Wife forces kids into religious programs... - Talk About Marriage
The Family & Parenting Forums Family dynamics can be exactly that - dynamic! Post here about family related issues such as parenting, blended families, step-families, new relationships with children involved, family of origin issues, in-laws or sibling issues.

User Tag List

 73Likes
Reply
 
LinkBack Thread Tools Search this Thread
post #1 of 49 (permalink) Old 03-27-2017, 07:14 PM Thread Starter
Member
 
Join Date: Jan 2013
Posts: 89
Wife forces kids into religious programs...

I've posted here in the past, it's been a while so will try again for a new perspective... my wife is devout Roman Catholic, we have raised all 3 kids "in the faith" as *required* by the RCC. Now that the kids are older 16, 13, 10, I feel they should have more of a say in churchy things, such as if they want to sign up for this retreat, or that program, etc. They still attend mass every week but it has gotten to be way over the top IMO... in fact, after a long fight with my wife, my oldest has already dropped out of the teen group and now my middle child (13) wants out but my wife threatens to make her life hell if she stops going. I find myself taking my daughter's side here as attending these extra-curricular events is not (or should not, at least) be a condition of her love and respect. When my oldest dropped out (about 6 mos ago), my wife actually said "Ok then don't expect me to go out of my way for you." Is that a horrible thing to say to your teen daughter, or what? My wife comes from a devout RCC family so it is very deep seated with her, but I don't understand how she can be so blind to what's happening. She is literally driving our kids AWAY from the church, God and (perhaps) any faith altogether... anyone have any experience or advice in these matters?

Sillyputty is offline  
Sponsored Links
Advertisement
 
post #2 of 49 (permalink) Old 03-27-2017, 07:24 PM
Member
 
Married but Happy's Avatar
 
Join Date: Aug 2013
Location: Florida
Posts: 4,574
Re: Wife forces kids into religious programs...
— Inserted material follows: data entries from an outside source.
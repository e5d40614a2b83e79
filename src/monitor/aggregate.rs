//! Merging, ranking and summarising violations.
//!
//! Detectors know nothing about each other; this module turns their separate
//! outputs into one ordered report and keeps a short rolling history per
//! analyte.

use std::collections::{BTreeMap, HashSet, VecDeque};
use std::fmt;

use serde::Serialize;

use crate::spc::{RuleId, Severity, Violation};

/// Merges violation batches into one ordered, de-duplicated list.
///
/// Ordered by run index, then severity (critical first), then rule id
/// string. When the same rule fires twice for the same run of the same
/// analyte, only the most severe instance is kept.
///
/// # Examples
///
/// ```
/// use u_labqc::monitor::aggregate;
/// use u_labqc::spc::{RuleId, Severity, Violation};
///
/// let v = |run, rule_id, severity| Violation {
///     analyte_id: "urea".into(),
///     run_index: run,
///     rule_id,
///     severity,
///     description: String::new(),
///     recommended_action: String::new(),
///     statistic: 0.0,
/// };
/// let merged = aggregate([
///     vec![v(2, RuleId::EwmaUpper, Severity::Warning)],
///     vec![v(1, RuleId::CusumUpper, Severity::Critical), v(2, RuleId::Outlier, Severity::Critical)],
/// ]);
/// let ids: Vec<_> = merged.iter().map(|v| (v.run_index, v.rule_id.as_str())).collect();
/// assert_eq!(ids, vec![(1, "CUSUM+"), (2, "MOD-Z"), (2, "EWMA-H")]);
/// ```
///
/// # Complexity
///
/// Time: O(n log n)
pub fn aggregate<I>(batches: I) -> Vec<Violation>
where
    I: IntoIterator<Item = Vec<Violation>>,
{
    let mut all: Vec<Violation> = batches.into_iter().flatten().collect();
    all.sort_by(|a, b| {
        a.run_index
            .cmp(&b.run_index)
            .then_with(|| b.severity.cmp(&a.severity))
            .then_with(|| a.rule_id.as_str().cmp(b.rule_id.as_str()))
            .then_with(|| a.analyte_id.cmp(&b.analyte_id))
    });

    let mut seen: HashSet<(String, u64, RuleId)> = HashSet::with_capacity(all.len());
    all.retain(|v| seen.insert((v.analyte_id.clone(), v.run_index, v.rule_id)));
    all
}

/// Bounded FIFO of recent violations, oldest first.
#[derive(Debug, Clone, PartialEq)]
pub struct ViolationLog {
    entries: VecDeque<Violation>,
    capacity: usize,
}

impl ViolationLog {
    /// A capacity of zero is raised to one.
    pub fn new(capacity: usize) -> Self {
        let capacity = capacity.max(1);
        Self {
            entries: VecDeque::with_capacity(capacity.min(1024)),
            capacity,
        }
    }

    pub fn push(&mut self, violation: Violation) {
        if self.entries.len() >= self.capacity {
            self.entries.pop_front();
        }
        self.entries.push_back(violation);
    }

    pub fn extend<I: IntoIterator<Item = Violation>>(&mut self, violations: I) {
        for v in violations {
            self.push(v);
        }
    }

    pub fn iter(&self) -> impl DoubleEndedIterator<Item = &Violation> + '_ {
        self.entries.iter()
    }

    /// The most recent `n` entries, oldest first.
    pub fn recent(&self, n: usize) -> Vec<&Violation> {
        let skip = self.entries.len().saturating_sub(n);
        self.entries.iter().skip(skip).collect()
    }

    pub fn len(&self) -> usize {
        self.entries.len()
    }

    pub fn is_empty(&self) -> bool {
        self.entries.is_empty()
    }

    pub fn capacity(&self) -> usize {
        self.capacity
    }

    pub fn clear(&mut self) {
        self.entries.clear();
    }

    pub fn summary(&self) -> QcSummary {
        QcSummary::from_violations(self.entries.iter())
    }
}

/// Overall disposition of a set of violations.
#[derive(Debug, Clone, Copy, PartialEq, Eq, Hash, Serialize)]
pub enum QcStatus {
    /// No violations.
    InControl,
    /// Warnings only; investigate.
    Warning,
    /// At least one critical violation; reject the run.
    Reject,
}

impl fmt::Display for QcStatus {
    fn fmt(&self, f: &mut fmt::Formatter<'_>) -> fmt::Result {
        match self {
            QcStatus::InControl => write!(f, "IN CONTROL"),
            QcStatus::Warning => write!(f, "WARNING"),
            QcStatus::Reject => write!(f, "REJECT"),
        }
    }
}

/// Counts and disposition for a set of violations.
#[derive(Debug, Clone, PartialEq, Serialize)]
pub struct QcSummary {
    pub total: usize,
    pub critical: usize,
    pub warning: usize,
    /// Violation count per detection method ("Westgard", "CUSUM", ...).
    pub by_method: BTreeMap<&'static str, usize>,
    pub status: QcStatus,
    pub message: String,
}

impl QcSummary {
    /// # Examples
    ///
    /// ```
    /// use u_labqc::monitor::{QcStatus, QcSummary};
    ///
    /// let summary = QcSummary::from_violations(&[]);
    /// assert_eq!(summary.status, QcStatus::InControl);
    /// assert_eq!(summary.total, 0);
    /// ```
    pub fn from_violations<'a, I>(violations: I) -> Self
    where
        I: IntoIterator<Item = &'a Violation>,
    {
        let mut total = 0;
        let mut critical = 0;
        let mut warning = 0;
        let mut by_method = BTreeMap::new();
        for v in violations {
            total += 1;
            match v.severity {
                Severity::Critical => critical += 1,
                Severity::Warning => warning += 1,
            }
            *by_method.entry(v.rule_id.method()).or_insert(0) += 1;
        }

        let (status, message) = if critical > 0 {
            (
                QcStatus::Reject,
                format!("CRITICAL: {critical} critical violations - REJECT run"),
            )
        } else if warning > 0 {
            (
                QcStatus::Warning,
                format!("WARNING: {warning} warnings - Investigate"),
            )
        } else {
            (
                QcStatus::InControl,
                "No violations detected - QC is in control".to_string(),
            )
        };

        Self {
            total,
            critical,
            warning,
            by_method,
            status,
            message,
        }
    }
}


#[cfg(test)]
mod proptests {
    use super::*;
    use proptest::prelude::*;

    const RULES: [RuleId; 6] = [
        RuleId::CusumUpper,
        RuleId::CusumLower,
        RuleId::EwmaUpper,
        RuleId::TrendDown,
        RuleId::Outlier,
        RuleId::Westgard(crate::spc::WestgardRule::OneTwoS),
    ];

    fn arb_violation() -> impl Strategy<Value = Violation> {
        (0u64..20, 0usize..RULES.len(), any::<bool>()).prop_map(|(run, r, critical)| Violation {
            analyte_id: "urea".into(),
            run_index: run,
            rule_id: RULES[r],
            severity: if critical {
                Severity::Critical
            } else {
                Severity::Warning
            },
            description: String::new(),
            recommended_action: String::new(),
            statistic: 0.0,
        })
    }

    proptest! {
        #[test]
        fn aggregate_is_sorted_and_unique(
            batches in proptest::collection::vec(proptest::collection::vec(arb_violation(), 0..8), 0..5)
        ) {
            let merged = aggregate(batches);
            for pair in merged.windows(2) {
                let (a, b) = (&pair[0], &pair[1]);
                prop_assert!(a.run_index <= b.run_index);
                if a.run_index == b.run_index {
                    prop_assert!(a.severity >= b.severity);
                    if a.severity == b.severity {
                        prop_assert!(a.rule_id.as_str() < b.rule_id.as_str());
                    }
                }
            }
            let keys: HashSet<(u64, RuleId)> = merged.iter().map(|v| (v.run_index, v.rule_id)).collect();
            prop_assert_eq!(keys.len(), merged.len());
        }

        #[test]
        fn log_never_exceeds_capacity(
            cap in 1usize..10,
            vs in proptest::collection::vec(arb_violation(), 0..30)
        ) {
            let mut log = ViolationLog::new(cap);
            log.extend(vs);
            prop_assert!(log.len() <= cap);
        }
    }
}
//! Error type shared by every fallible operation in the crate.
//!
//! Insufficient history is deliberately absent: rules that need more points
//! than the window holds are skipped without error.

use thiserror::Error;

/// Crate-wide result alias.
pub type Result<T> = std::result::Result<T, QcError>;

/// Errors raised while configuring or feeding the QC engine.
///
/// Every variant is recoverable; none leaves an analyte's state partially
/// updated.
#[derive(Debug, Clone, PartialEq, Error)]
pub enum QcError {
    /// A measurement's run index did not advance past the last accepted one.
    #[error("out-of-order measurement for {analyte_id}: run {got} is not after run {last}")]
    OutOfOrder {
        analyte_id: String,
        last: u64,
        got: u64,
    },

    /// A measurement value was NaN or infinite.
    #[error("non-finite value for {analyte_id} at run {run_index}")]
    NonFiniteValue { analyte_id: String, run_index: u64 },

    /// A measurement was routed to the state of a different analyte.
    #[error("measurement for {got} routed to analyte {expected}")]
    AnalyteMismatch { expected: String, got: String },

    /// A statistic needed by a check collapsed to zero (CV, MAD, SD).
    #[error("degenerate statistics in {check}: {reason}")]
    DegenerateStatistics {
        check: &'static str,
        reason: String,
    },

    /// Configuration rejected before any measurement was accepted.
    #[error("invalid configuration `{field}`: {reason}")]
    InvalidConfig {
        field: &'static str,
        reason: String,
    },

    /// An argument to an on-demand computation was out of its domain.
    #[error("invalid input `{field}`: {reason}")]
    InvalidInput {
        field: &'static str,
        reason: String,
    },

    #[error("unknown analyte: {0}")]
    UnknownAnalyte(String),

    #[error("analyte already registered: {0}")]
    DuplicateAnalyte(String),
}

impl QcError {
    pub(crate) fn config(field: &'static str, reason: impl Into<String>) -> Self {
        Self::InvalidConfig {
            field,
            reason: reason.into(),
        }
    }

    pub(crate) fn input(field: &'static str, reason: impl Into<String>) -> Self {
        Self::InvalidInput {
            field,
            reason: reason.into(),
        }
    }

    pub(crate) fn degenerate(check: &'static str, reason: impl Into<String>) -> Self {
        Self::DegenerateStatistics {
            check,
            reason: reason.into(),
        }
    }
}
IMO, forced religious indoctrination is a form of child abuse. Do stick up for your kids and their rights to choose their own path.

My ex went back to the religion of her childhood, and tried to indoctrinate our son. In fairness, I let her do some and take him to church occasionally, but vigorously expressed my own opinions to him. Reason prevailed, eventually.

Love is an ideal thing; marriage is a real thing; a confusion of the real with the ideal never goes unpunished. - Johann Wolfgang von Goethe

CELIBACY IS NOT HEREDITARY.
Married but Happy is offline  
post #3 of 49 (permalink) Old 03-27-2017, 07:33 PM
Member
 
Join Date: Apr 2011
Posts: 172
Re: Wife forces kids into religious programs...

Religion is mental abuse, pure and simple.
DepressedHusband is offline  
 
post #4 of 49 (permalink) Old 03-27-2017, 07:49 PM Thread Starter
Member
 
Join Date: Jan 2013
Posts: 89
Re: Wife forces kids into religious programs...

Quote:
Originally Posted by Married but Happy View Post
IMO, forced religious indoctrination is a form of child abuse. Do stick up for your kids and their rights to choose their own path.

My ex went back to the religion of her childhood, and tried to indoctrinate our son. In fairness, I let her do some and take him to church occasionally, but vigorously expressed my own opinions to him. Reason prevailed, eventually.
I have been standing up for them, it is part of the reason my oldest found the courage to drop out and now my middle one is following suit... due to my opposition to her forced religion over the years, we are mortal enemies at heart although we are cordial to each other most of the time. I can't leave the marriage until the kids are a little older because she could still do some damage if I am not here to defend them. It totally sucks, I have learned a lot but feel like I have wasted the best years of married life with someone who views her entire existence thru the lens of her holy Roman "ism."
Sillyputty is offline  
post #5 of 49 (permalink) Old 03-27-2017, 07:51 PM Thread Starter
Member
 
Join Date: Jan 2013
Posts: 89
Re: Wife forces kids into religious programs...

Quote:
Originally Posted by DepressedHusband View Post
Religion is mental abuse, pure and simple.
I wouldn't go that far, you are entitled to your opinion of course but it is really only a problem when someone insists that their religion has a lock on the "truth" and attempts to force his/her beliefs on all family members.
Sillyputty is offline  
post #6 of 49 (permalink) Old 03-27-2017, 08:28 PM
Moderator
 
EleGirl's Avatar
 
Join Date: Dec 2011
Location: New Mexico
Posts: 33,747
Re: Wife forces kids into religious programs...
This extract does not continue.